Recordando a Don Manuel Salado

.- Recordando a Don Manuel Salado.

En 1977 tuve la suerte y el honor de conocer a Don Manuel Salado, (QEPD). Gran columbicultor y mejor persona, maestro de colombicultores. Le visite en su casa de San Fernando, me enseño sus palomas y hablamos largo y tendido todo el día sobre nuestra común afición. Era Don Manuel de una gran calidad humana, gran apasionado del mundillo del palomo. Me conto que a lo largo de toda su vida de aficionado se había dedicado a la cría y selección de la paloma Buchona Gaditana y que sus antepasados también habían criado estas palomas desde el año 1860.

Me decía que el origen de la buchona gaditana era Cádiz y que aficionados de Jerez de la Frontera, se llevaban cada año lo mejor que se criaba en Cádiz, pues venían señores muy importantes con buenas carteras y compraban la flor y nata. Desde Jerez se promociono mucho a la paloma Gaditana, pues desde allí se mandó a otras provincias de España y fue este el motivo por el cual se le llamo a esta paloma como “Jerezana”, pero el origen de esta paloma es Cádiz y su nombre debe ser el de Buchona Gaditana.

 

Don Manuel era defensor y valedor al máximo del vuelo del palomo y de la práctica de la diversión con la suelta y el hembreo. Me regalo una copia de las Ordenanzas que reglamentan esta diversión que datan del año 1759 y que se titulan “Ordenanzas que se han de guardar en la diversión de palomos laudinos, llamados vulgarmente ladrones”. Estas ordenanzas fueron hechas por los aficionados de la época y presentadas al rey Fernando VI, y fueron aprobadas por la Real Chancillería de Granada.
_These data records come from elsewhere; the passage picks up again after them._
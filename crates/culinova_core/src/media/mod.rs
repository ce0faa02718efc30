//! Local image storage for recipe photos.
//!
//! # Responsibility
//! - Persist full-size photos as files next to the database.
//! - Derive small PNG thumbnails that are stored inline with media rows.

mod image_store;

pub use image_store::{
    thumbnail_png, ImageStore, MediaError, MediaResult, StoredImage, MAX_IMAGE_BYTES,
    THUMBNAIL_EDGE,
};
Constan estas ordenanzas de veintiún artículos y a través de ellos se dan las normas de cómo se debe practicar la afición de la suelta de machos y hembreo. Esta diversión consiste fundamentalmente en poner a prueba la reciedumbre del macho hacia la seducción de la hembra y viceversa.

Me decía Don Manuel que la diversión era cada vez menos practicada por la afición y que donde se seguía practicando era en Cádiz y San Fernando, (estamos hablando del año 1977). Hoy se cultiva y selecciona más la belleza del palomo pensando en las exposiciones, es una pena que con el tiempo se pierda esta bonita y apasionante modalidad y divertimento que tanto defendió mi buen amigo Don Manuel Salado.

Para Don Manuel el palomo Gaditano debía ser de cabeza acarnerada, corto de cuerpo, ancho de pecho, cola corta y estrecha, de poco más de dos dedos de ancha, vuelos largos, debiendo llegar hasta el final de la cola, buche en forma de globo y patas altas.

 

Para el, era más importante el trabajo que realizara el animal que la belleza fenotípica que tuviera este. Le pedía al palomo temperamento, vuelo, seducción, persecución y dureza para que no se entregara en palomar ajeno. Decía que el buche muy desarrollado era un impedimento para el vuelo y más aún en los días de viento, que son muchos a lo largo del año en Cádiz y su provincia.

En el siglo XVIII a todas las palomas se les denominaban con el nombre de laudinas o ladinas. Contamos con otras reglamentaciones para la diversión de la suelta y hembreo de los palomos laudinos entendidos por Colgueros para la ciudad de Murcia que tuvo su origen en el año 1773.

La Federación Provincial de Cádiz, en el año 1978, publico unas normas para el juego del hembreo redactadas a los tiempos actuales, estas se titulan “Normas particulares por las que han de regirse las Sociedades y aficionados a la cría y selección de la Paloma Buchona Gaditana”. También Don Manuel Salado puso su granito de arena para que estas normas se hicieran realidad.